Dengan demikian, dapat disimpulkan bahwa dengan menggunakan model mediator,
kita dapat memperoleh informasi sejauh mana sebuah intervensi dapat bermanfaat. Selain
itu juga dapat diperoleh informasi apakah intervensi tersebut harus dilanjutkan atau
dirubah. Untuk subjek yang mengalami intervensi, juga dapat diperoleh informasi,
apakah sudah layak untuk intervensi tahap selanjutnya atau cukup pada tahap tertentu
saja. Program evaluasi yang menggunakan mediator berpotensi untuk warning system
terkait dengankeberhasilan programnya.
Pada sisi lain, model moderator pun mempunyai manfaat untuk kepentingan praktis,
bukan hanya dalam hal teoritis. Seperti halnya model mediator, model moderator juga
dapat digunakan untuk mengevaluasi pelaksanaan program pelatihan atau intervensi.
Evaluator biasanya mencari dampak moderator setelah mendapatkan laporan dampak
utama dari interfensi yang diberikan. Dengan mengetahui fungsi moderator akan
memperkuat analisa dari dampal utama sebuah intervensi. Baron dan Kenny (1986)
menegaskan, pada umumnya, para peneliti berhenti menganalisa jika vaiabel independent

tidak menunjukkan dampak yang signifikan terhadap variabel dependent, padahal masih
dapat diolah variabel lain yang berperan sebagai moderator.
Gortmaker dan Wiecka (1999) mengevaluasi program prevensi obesitas pada siswa
sekolah di Boston.
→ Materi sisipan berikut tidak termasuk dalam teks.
//! Lazy-evaluation contract: construction records, forcing computes each
//! node exactly once, eager mode computes at construction.
//!
//! Kept in its own test binary because it asserts on the process-wide
//! compute counter.

use skein::exec;
use skein::graph::{self, Variable};
use skein::ops;
use skein::tensor::{Shape, TensorData};
use skein::{Executor, ScheduleConfig};

fn constant(values: Vec<f32>) -> Variable {
    let len = values.len();
    Variable::constant(TensorData::from_f32(Shape::new(vec![len]), values).unwrap())
}

#[test]
fn lazy_chain_computes_once_per_node() {
    skein_backend_cpu::register();

    // Lazy by default: building a chain performs zero computation.
    let depth = 6;
    let before = graph::compute_count();
    let mut var = constant(vec![1.0, 2.0, 3.0, 4.0]);
    let one = constant(vec![1.0, 1.0, 1.0, 1.0]);
    for _ in 0..depth {
        var = ops::add(&var, &one).unwrap();
    }
    assert_eq!(
        graph::compute_count(),
        before,
        "lazy construction must not compute"
    );

    // Forcing the final variable computes each intermediate exactly once.
    let value = var.read().unwrap();
    assert_eq!(value.as_f32().unwrap(), &[7.0, 8.0, 9.0, 10.0]);
    assert_eq!(graph::compute_count(), before + depth as u64);

    // A second read is served from the memo cache.
    let again = var.read().unwrap();
    assert_eq!(again.as_f32().unwrap(), &[7.0, 8.0, 9.0, 10.0]);
    assert_eq!(graph::compute_count(), before + depth as u64);

    // Forcing an overlapping set recomputes nothing.
    Executor::current().compute(std::slice::from_ref(&var)).unwrap();
    assert_eq!(graph::compute_count(), before + depth as u64);

    // Eager mode computes at construction time.
    {
        let eager = Executor::new(ScheduleConfig::default());
        eager.set_lazy_eval(false);
        let _scope = exec::enter(eager);
        let before_eager = graph::compute_count();
        let sum = ops::add(&constant(vec![1.0]), &constant(vec![2.0])).unwrap();
        assert_eq!(graph::compute_count(), before_eager + 1);
        // Reading an eagerly computed value is free.
        assert_eq!(sum.read().unwrap().as_f32().unwrap(), &[3.0]);
        assert_eq!(graph::compute_count(), before_eager + 1);
    }

    // prepare_compute only ensures shapes/resources, never values.
    let a = constant(vec![1.0, 2.0]);
    let b = constant(vec![3.0, 4.0]);
    let pending = ops::add(&a, &b).unwrap();
    let before_prepare = graph::compute_count();
    Executor::current()
        .prepare_compute(std::slice::from_ref(&pending))
        .unwrap();
    assert_eq!(
        graph::compute_count(),
        before_prepare,
        "prepare must not compute"
    );
    assert_eq!(pending.info().unwrap().shape.dims(), &[2]);
}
Pada program ini secara menyeluruh menunjukkan hasil yang
signifikan. Bahkan mereka menemukan informasi tambahan yang menguatkan program
prevensi selanjutnya dengan membuat program khusus berdasarkan gender dan ras
subjek. Hal ini dikarenakan, pada evaluasi program prevensi yang dilakukan
menunjukkan hasil yang signifikan terhadap program obesitas pada siswa perempuan.
Penelitian lain dilakukan oleh Adam (1970). Adam melakukan eksperimen terhadap
sekelompok anak yang nakal dengan melakukan eksperimen memberikan perlakuan
konseling kelompok intensif. Hasil eksperimen menjelaskan bahwa treatment yang
diberikan tidak memberikan dampak pada subjek penelitian. Kemudian dia mencoba
melakukan evaluasi dengan melakukan pengujian moderator, yaitu dengan melibatkan
sekelompok anak yang sudah pernah diberikan treatment sebelumnya oleh psikolog klinis
(sebelum eksperimen dimulai), ternyata menunjukkan hasil konseling yang bagus.
Dengan demikian, aspek pengalaman subjek penelitian dalam menghadapi seorang
profesional untuk melakukan treatment tertentu, memberikan dampak terhadap
keberhasilannya dalam mengikuti program konseling. Mark, Hofmann, dan Reichardt
(dalam Petrosino, 2000) menjelaskan bahwa dengan melakukan analisis moderator,
seorang evaluator dapat terpacu untuk mencari teori tentang mengapa sebuah program
dapat memberikan dampak yang berbeda. Dengan demikian, analisis moderator tidak
berhneti pada menghasilkan alternatif lain dari program yang dibuat, namun juga
mengembangkan konseptual yang mendasari suatu program.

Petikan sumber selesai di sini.